The Indian government, on Wednesday, opened Covid-19 vaccine registrations for those above 18 years of age. Or did it? Within minutes of the registration opening at 4 pm, Twitter users reported that CoWin, one of the government’s designated apps for the purpose, had crashed. For several others, while the app was working, the vaccination centres in their cities weren’t accepting bookings from anyone aged below 45 (the previous age criteria for getting the jab).
To put it simply, the government opened up vaccine registrations before ensuring that hospitals and testing laboratories had enough vaccines to cater to the increased demand. Despite these obvious glitches reported by hundreds of users, the government denied any glitches. Also, there could be more flaws with the systems built by the government to help people register for the vaccine.
The Internet Freedom Foundation (IFF), on Wednesday, put up a tweet explaining the kind of user data that the CoWin app will collect from users who register for the vaccine on the portal.
The data collected will include users’ names, gender, date of birth (DOB), photo ID, type of photo ID and mobile number. It is worth noting that Aadhaar will not be mandatory to register on CoWin. The data collected by the app will be available for access by national, state and district-level administrators, said the digital liberties organisation.
In its tweet, IFF has explained some reasons for concern about CoWin’s data protection apparatus, or lack thereof. The IFF, last month, had filed right to information (RTI) requests asking the Ministry of Health and Family Welfare (MoHFW) to explain how the personal data of CoWin users will be protected.

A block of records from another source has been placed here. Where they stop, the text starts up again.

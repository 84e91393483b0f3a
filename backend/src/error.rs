//! Error types for the Tabshift pipeline.
//!
//! This module defines a hierarchy of error types:
//!
//! - [`LoadError`] - Reading CSV/XLSX bytes into a table
//! - [`CleanError`] - Cleaning operations (column selection)
//! - [`ExportError`] - Serializing a table to CSV/XLSX
//! - [`PipelineError`] - Any of the above, for one file
//! - [`FileFailure`] - A pipeline error tagged with the file it belongs to
//! - [`ConfigError`] - Runtime configuration
//! - [`ServerError`] - HTTP layer
//!
//! Error conversion is automatic via `From` implementations,
//! allowing `?` to work across error boundaries.

use thiserror::Error;

use crate::models::FileId;

// =============================================================================
// Loading Errors
// =============================================================================

/// Errors while turning uploaded bytes into a table.
#[derive(Debug, Error)]
pub enum LoadError {
    /// File extension is neither `.csv` nor `.xlsx`.
    #[error("Unsupported file format: {0}")]
    UnsupportedFormat(String),

    /// Upload exceeds the configured size limit.
    #[error("File is too large: {size} bytes (limit {limit} bytes)")]
    TooLarge { size: usize, limit: usize },

    /// No header row.
    #[error("No columns to parse from file")]
    Empty,

    /// A data row has more fields than the header.
    #[error("Line {line}: expected {expected} fields, saw {found}")]
    Malformed {
        line: u64,
        expected: usize,
        found: usize,
    },

    /// CSV reader failure.
    #[error("Invalid CSV: {0}")]
    Csv(String),

    /// Spreadsheet reader failure.
    #[error("Invalid spreadsheet: {0}")]
    Xlsx(String),

    /// Workbook contains no worksheet.
    #[error("Workbook has no worksheets")]
    NoWorksheet,

    /// Failed to read file from disk.
    #[error("Failed to read file: {0}")]
    Io(#[from] std::io::Error),
}

impl From<csv::Error> for LoadError {
    fn from(e: csv::Error) -> Self {
        LoadError::Csv(e.to_string())
    }
}

impl From<calamine::XlsxError> for LoadError {
    fn from(e: calamine::XlsxError) -> Self {
        LoadError::Xlsx(e.to_string())
    }
}

// =============================================================================
// Cleaning Errors
// =============================================================================

/// Errors from cleaning operations.
#[derive(Debug, Error)]
pub enum CleanError {
    /// Selection names a column the table does not have.
    #[error("Unknown column: {0}")]
    UnknownColumn(String),
}

// =============================================================================
// Export Errors
// =============================================================================

/// Errors while serializing a table.
#[derive(Debug, Error)]
pub enum ExportError {
    /// CSV writer failure.
    #[error("CSV export failed: {0}")]
    Csv(String),

    /// Spreadsheet writer failure.
    #[error("Excel export failed: {0}")]
    Xlsx(String),

    /// Table does not fit in one worksheet.
    #[error("Table too large for a worksheet: {rows} rows x {columns} columns")]
    TooLarge { rows: usize, columns: usize },
}

impl From<csv::Error> for ExportError {
    fn from(e: csv::Error) -> Self {
        ExportError::Csv(e.to_string())
    }
}

impl From<rust_xlsxwriter::XlsxError> for ExportError {
    fn from(e: rust_xlsxwriter::XlsxError) -> Self {
        ExportError::Xlsx(e.to_string())
    }
}

// =============================================================================
// Pipeline Errors
// =============================================================================

/// Anything that stops one file from being processed.
#[derive(Debug, Error)]
pub enum PipelineError {
    #[error(transparent)]
    Load(#[from] LoadError),

    #[error(transparent)]
    Clean(#[from] CleanError),

    #[error(transparent)]
    Export(#[from] ExportError),
}

impl PipelineError {
    /// Stable error code for API clients.
    pub fn code(&self) -> &'static str {
        match self {
            PipelineError::Load(e) => match e {
                LoadError::UnsupportedFormat(_) => "UNSUPPORTED_FORMAT",
                LoadError::TooLarge { .. } => "FILE_TOO_LARGE",
                LoadError::Empty => "EMPTY_FILE",
                LoadError::Malformed { .. } | LoadError::Csv(_) => "MALFORMED_CSV",
                LoadError::Xlsx(_) | LoadError::NoWorksheet => "MALFORMED_XLSX",
                LoadError::Io(_) => "IO_ERROR",
            },
            PipelineError::Clean(CleanError::UnknownColumn(_)) => "UNKNOWN_COLUMN",
            PipelineError::Export(e) => match e {
                ExportError::TooLarge { .. } => "TABLE_TOO_LARGE",
                ExportError::Csv(_) | ExportError::Xlsx(_) => "EXPORT_FAILED",
            },
        }
    }

    pub fn is_unsupported_format(&self) -> bool {
        matches!(self, PipelineError::Load(LoadError::UnsupportedFormat(_)))
    }
}

/// A pipeline error scoped to one uploaded file.
#[derive(Debug, Error)]
#[error("{file}: {error}", file = .file_id.name)]
pub struct FileFailure {
    pub file_id: FileId,
    #[source]
    pub error: PipelineError,
}

impl FileFailure {
    pub fn new(file_id: FileId, error: impl Into<PipelineError>) -> Self {
        Self {
            file_id,
            error: error.into(),
        }
    }
}

// =============================================================================
// Configuration Errors
// =============================================================================

/// Invalid runtime configuration.
#[derive(Debug, Error)]
pub enum ConfigError {
    #[error("Invalid value for {key}: '{value}'")]
    InvalidValue { key: String, value: String },
}

// =============================================================================
// Server Errors
// =============================================================================

/// HTTP server errors.
#[derive(Debug, Error)]
pub enum ServerError {
    /// The uploaded file could not be processed.
    #[error(transparent)]
    File(#[from] FileFailure),

    /// Invalid request.
    #[error("Invalid request: {0}")]
    BadRequest(String),

    /// Server internal error.
    #[error("Internal server error: {0}")]
    Internal(String),
}

impl ServerError {
    pub fn code(&self) -> &'static str {
        match self {
            ServerError::File(failure) => failure.error.code(),
            ServerError::BadRequest(_) => "BAD_REQUEST",
            ServerError::Internal(_) => "INTERNAL_ERROR",
        }
    }
}

// =============================================================================
// Result Type Aliases
// =============================================================================

/// Result type for loading.
pub type LoadResult<T> = Result<T, LoadError>;

/// Result type for exporting.
pub type ExportResult<T> = Result<T, ExportError>;

/// Result type for pipeline operations.
pub type PipelineResult<T> = Result<T, PipelineError>;

/// Result type for server operations.
pub type ServerResult<T> = Result<T, ServerError>;

#[cfg(test)]
mod tests {
    use super::*;

    #[test]
    fn test_error_conversion_chain() {
        let load_err = LoadError::UnsupportedFormat(".txt".into());
        let pipeline_err: PipelineError = load_err.into();
        assert!(pipeline_err.to_string().contains(".txt"));
        assert!(pipeline_err.is_unsupported_format());
        assert_eq!(pipeline_err.code(), "UNSUPPORTED_FORMAT");

        let clean_err = CleanError::UnknownColumn("score".into());
        let pipeline_err: PipelineError = clean_err.into();
        assert!(pipeline_err.to_string().contains("score"));
        assert_eq!(pipeline_err.code(), "UNKNOWN_COLUMN");
    }

    #[test]
    fn test_file_failure_names_file() {
        let failure = FileFailure::new(
            FileId::new(0, "data.txt"),
            LoadError::UnsupportedFormat(".txt".into()),
        );
        let msg = failure.to_string();
        assert!(msg.contains("data.txt"));
        assert!(msg.contains("Unsupported file format: .txt"));
    }

    #[test]
    fn test_malformed_format() {
        let err = LoadError::Malformed {
            line: 3,
            expected: 2,
            found: 4,
        };
        let msg = err.to_string();
        assert!(msg.contains("Line 3"));
        assert!(msg.contains("expected 2"));
        assert!(msg.contains("saw 4"));
    }

    #[test]
    fn test_server_error_code() {
        let err: ServerError = FileFailure::new(FileId::new(0, "a.csv"), LoadError::Empty).into();
        assert_eq!(err.code(), "EMPTY_FILE");
        assert!(err.to_string().starts_with("a.csv: "));
        assert_eq!(ServerError::BadRequest("x".into()).code(), "BAD_REQUEST");
    }
}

The IFF also didn’t receive a clear response to its query about which ministries and departments in the government will have access to the data on the CoWin platform.
“This lack of answerability leads us to believe that either the ministry doesn’t have the necessary info (which is problematic, to say the least), or they are refusing to give us access to info – because that may open the doors to further questions,” IFF wrote in a tweet thread explaining the RTI replies last month.
Government Apps Ignore Privacy Best Practices
The Indian government’s propensity for using technology for governance has led to mobile applications that have eased the delivery of public goods and services. However, with India yet to notify a personal data protection legislation, many of these apps developed by the government are found to have security vulnerabilities that clearly jeopardise user privacy.
Earlier this month, the Delhi High Court granted bail to activist Umar Khalid seven months after his arrest under the stringent Unlawful Activities (Prevention) Act (aka UAPA) of 1967 for his alleged involvement in the Delhi riots of 2020. While the charges under UAPA are still pending, the court decided to let Khalid out on bail against the payment of the INR 20,000 bond and a surety of like amount.
While all that was part of due legal procedure, there was one condition that raised a lot of eyebrows — Khalid was asked to install the Indian government’s Covid-19 contact tracing app Aarogya Setu on his mobile phone.
“The installation of Aarogya Setu as a precondition has not clearly been articulated and there have also been existing concerns that Aarogya Setu data, which includes a person’s physical movements, will also be shared with authorities beyond it being there for health purposes,” Apar Gupta, executive director of IFF had told Inc42.
Gupta had further noted that there is no legal limitation at present to Aarogya Setu deployment apart from the protocol and there is no legal basis to restrict its sharing of information of the police department.